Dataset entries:

++++++++++++++++++++

use std::process::ExitCode;

use clap::Parser;
use hamlkey::cli::{Arguments, ExitStatus};
use tracing_subscriber::EnvFilter;

/// Environment variable holding the log filter, e.g. `HAMLKEY_LOG=hamlkey=debug`.
const LOG_ENV: &str = "HAMLKEY_LOG";

fn init_tracing(verbose: bool) {
    let default_filter = if verbose { "hamlkey=debug" } else { "warn" };
    let filter =
        EnvFilter::try_from_env(LOG_ENV).unwrap_or_else(|_| EnvFilter::new(default_filter));

    tracing_subscriber::fmt()
        .with_env_filter(filter)
        .with_target(false)
        .with_writer(std::io::stderr)
        .init();
}

fn main() -> ExitCode {
    let args = Arguments::parse();
    init_tracing(args.verbose());

    match hamlkey::cli::run_cli(args) {
        Ok(status) => status.into(),
        Err(err) => {
            eprintln!("Error: {:#}", err);
            ExitStatus::Error.into()
        }
    }
}
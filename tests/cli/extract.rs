use anyhow::Result;
use pretty_assertions::assert_eq;
use serde_json::json;

use crate::CliTest;

const INDEX: &str = "\
!!!
%html
  %body
    %h1 Welcome to the shop
    = link_to 'Browse products', products_path, class: 'btn'
    -# TODO: banner
    %p
      Free shipping on all orders
";

const INDEX_EXTRACTED: &str = "\
!!!
%html
  %body
    %h1= t('.welcome_to_the_shop')
    = link_to t('.browse_products'), products_path, class: 'btn'
    -# TODO: banner
    %p
      = t('.free_shipping_on_all_orders')
";

#[test]
fn test_extract_directory() -> Result<()> {
    let test = CliTest::with_file("app/views/home/index.html.haml", INDEX)?;
    test.write_file("app/views/users/_form.html.haml", "%label Name\n")?;

    let output = test.extract_command("app/views").output()?;
    let stdout = String::from_utf8_lossy(&output.stdout);

    assert!(output.status.success(), "stderr: {}", String::from_utf8_lossy(&output.stderr));
    assert!(stdout.contains(
        "Extracted 4 texts from 2 templates into config/locales/en.json (4 keys added, 0 updated)"
    ));

    assert_eq!(test.read_file("app/views/home/index.html.haml")?, INDEX_EXTRACTED);
    assert_eq!(test.read_file("app/views/users/_form.html.haml")?, "%label= t('.name')\n");
    assert_eq!(
        test.read_json("config/locales/en.json")?,
        json!({
            "en": {
                "home": {
                    "index": {
                        "welcome_to_the_shop": "Welcome to the shop",
                        "browse_products": "Browse products",
                        "free_shipping_on_all_orders": "Free shipping on all orders"
                    }
                },
                "users": {
                    "form": {
                        "name": "Name"
                    }
                }
            }
        })
    );

    Ok(())
}

#[test]
fn test_extract_is_idempotent() -> Result<()> {
    let test = CliTest::with_file("app/views/home/index.html.haml", INDEX)?;

    test.extract_command("app/views").output()?;
    let catalog = test.read_file("config/locales/en.json")?;

    let output = test.extract_command("app/views").output()?;

    assert!(output.status.success());
    assert!(String::from_utf8_lossy(&output.stdout).contains("Extracted 0 texts from 1 template"));
    assert_eq!(test.read_file("app/views/home/index.html.haml")?, INDEX_EXTRACTED);
    assert_eq!(test.read_file("config/locales/en.json")?, catalog);

    Ok(())
}

#[test]
fn test_extract_stdout_mode() -> Result<()> {
    let test = CliTest::with_file("app/views/home/index.html.haml", INDEX)?;

    let output = test
        .extract_command("app/views/home/index.html.haml")
        .args(["--output-mode", "stdout"])
        .output()?;

    assert!(output.status.success());
    assert_eq!(String::from_utf8_lossy(&output.stdout), INDEX_EXTRACTED);
    assert!(String::from_utf8_lossy(&output.stderr).contains("Extracted 3 texts"));
    assert_eq!(test.read_file("app/views/home/index.html.haml")?, INDEX);
    assert!(!test.root().join("config/locales/en.json").exists());

    Ok(())
}

#[test]
fn test_extract_dump_mode_from_config() -> Result<()> {
    let test = CliTest::with_file("app/views/home/index.html.haml", "%p Hello World\n")?;
    test.write_file(
        ".hamlkeyrc.json",
        r#"{ "outputMode": "dump", "locale": "fr", "catalogPath": "locales/fr.json" }"#,
    )?;

    let output = test.extract_command("app/views").output()?;

    assert!(output.status.success());
    assert_eq!(test.read_file("app/views/home/index.html.haml")?, "%p Hello World\n");
    assert_eq!(
        test.read_file("app/views/home/index.html.haml.i18n-extractor.haml")?,
        "%p= t('.hello_world')\n"
    );
    assert_eq!(
        test.read_json("locales/fr.json")?["fr"]["home"]["index"]["hello_world"],
        "Hello World"
    );

    Ok(())
}

#[test]
fn test_extract_continues_after_invalid_template() -> Result<()> {
    let test = CliTest::with_file("app/views/a/broken.html.haml", "%p Hi\n      %span Deep\n")?;
    test.write_file("app/views/b/fine.html.haml", "%p Fine\n")?;

    let output = test.extract_command("app/views").output()?;
    let stdout = String::from_utf8_lossy(&output.stdout);

    assert_eq!(output.status.code(), Some(1));
    assert!(stdout.contains("broken.html.haml"));
    assert!(stdout.contains("invalid HAML syntax"));
    assert_eq!(test.read_file("app/views/a/broken.html.haml")?, "%p Hi\n      %span Deep\n");
    assert_eq!(test.read_file("app/views/b/fine.html.haml")?, "%p= t('.fine')\n");

    Ok(())
}

#[test]
fn test_extract_missing_target() -> Result<()> {
    let test = CliTest::new()?;

    let output = test.extract_command("app/views").output()?;

    assert_eq!(output.status.code(), Some(2));
    assert!(String::from_utf8_lossy(&output.stderr).contains("not a directory: app/views"));

    Ok(())
}

#[test]
fn test_extract_invalid_config() -> Result<()> {
    let test = CliTest::with_file("app/views/home/index.html.haml", "%p Hi\n")?;
    test.write_file(".hamlkeyrc.json", r#"{ "ignores": ["[broken"] }"#)?;

    let output = test.extract_command("app/views").output()?;

    assert_eq!(output.status.code(), Some(2));
    assert!(String::from_utf8_lossy(&output.stderr).contains("Invalid glob pattern in 'ignores'"));
    assert_eq!(test.read_file("app/views/home/index.html.haml")?, "%p Hi\n");

    Ok(())
}

#[test]
fn test_interactive_answers() -> Result<()> {
    let test = CliTest::with_file(
        "app/views/home/index.html.haml",
        "%h1 Title\n%p Keep me\n%p Tag me\n%p Later\n%p Never asked\n",
    )?;

    // replace, decline, tag, next file
    let mut cmd = test.extract_command("app/views");
    cmd.arg("--interactive");
    let output = test.run_with_input(cmd, "y\nn\nt\nN\n")?;

    assert!(output.status.success(), "stderr: {}", String::from_utf8_lossy(&output.stderr));
    assert_eq!(
        test.read_file("app/views/home/index.html.haml")?,
        "%h1= t('.title')\n%p Keep me\n%p Tag me\n%p Later\n%p Never asked\n"
    );
    assert_eq!(
        test.read_file(".hamlkey-exclusions")?,
        "app/views/home/index.html.haml:3\n"
    );

    let stdout = String::from_utf8_lossy(&output.stdout);
    assert!(stdout.contains("%p Keep me"));
    assert!(!stdout.contains("%p Never asked"));
    assert!(stdout.contains("unchanged from line 4"));

    Ok(())
}

#[test]
fn test_tagged_line_is_skipped_on_next_run() -> Result<()> {
    let test = CliTest::with_file("app/views/home/index.html.haml", "%p Legal notice\n%p Hello\n")?;
    test.write_file(".hamlkey-exclusions", "app/views/home/index.html.haml:1\n")?;

    let output = test.extract_command("./app/views").output()?;

    assert!(output.status.success());
    assert_eq!(
        test.read_file("app/views/home/index.html.haml")?,
        "%p Legal notice\n%p= t('.hello')\n"
    );

    Ok(())
}

#[test]
fn test_interactive_rejects_stdout_mode() -> Result<()> {
    let test = CliTest::with_file("app/views/home/index.html.haml", "%p Hi\n")?;

    let output = test
        .extract_command("app/views")
        .args(["-i", "--output-mode", "stdout"])
        .output()?;

    assert_eq!(output.status.code(), Some(2));
    assert_eq!(test.read_file("app/views/home/index.html.haml")?, "%p Hi\n");

    Ok(())
}

#[test]
fn test_help_lists_commands() -> Result<()> {
    let test = CliTest::new()?;

    let output = test.command().arg("--help").output()?;
    let stdout = String::from_utf8_lossy(&output.stdout);

    assert!(output.status.success());
    assert!(stdout.contains("extract"));
    assert!(stdout.contains("init"));

    Ok(())
}

#[test]
fn test_tagged_line_survives_other_path_spelling() -> Result<()> {
    let test = CliTest::with_file("app/views/home/index.html.haml", "%p Legal notice\n")?;

    let mut cmd = test.extract_command("app/views");
    cmd.arg("--interactive");
    test.run_with_input(cmd, "t\n")?;
    assert_eq!(
        test.read_file(".hamlkey-exclusions")?,
        "app/views/home/index.html.haml:1\n"
    );

    let mut cmd = test.extract_command("./app/views/home/index.html.haml");
    cmd.arg("--interactive");
    let output = test.run_with_input(cmd, "y\n")?;

    assert!(output.status.success());
    assert!(!String::from_utf8_lossy(&output.stdout).contains("Legal notice"));
    assert_eq!(test.read_file("app/views/home/index.html.haml")?, "%p Legal notice\n");
    assert_eq!(
        test.read_file(".hamlkey-exclusions")?,
        "app/views/home/index.html.haml:1\n"
    );

    Ok(())
}

#[test]
fn test_multiline_constructs_are_kept_intact() -> Result<()> {
    let source = "\
%nav
  %a{href: '/',
     title: 'Home'} Home page
  = link_to \"Add to cart\",
    cart_path, class: \"btn\"
";
    let test = CliTest::with_file("app/views/shop/index.html.haml", source)?;

    let output = test.extract_command("app/views").output()?;

    assert!(output.status.success(), "stderr: {}", String::from_utf8_lossy(&output.stderr));
    assert_eq!(
        test.read_file("app/views/shop/index.html.haml")?,
        "\
%nav
  %a{href: '/',
     title: 'Home'}= t('.home_page')
  = link_to t('.add_to_cart'),
    cart_path, class: \"btn\"
"
    );

    Ok(())
}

++++++++++++++++++++

Find out how many lines in the entries above hold "debug", then reply with that figure and nothing else.

2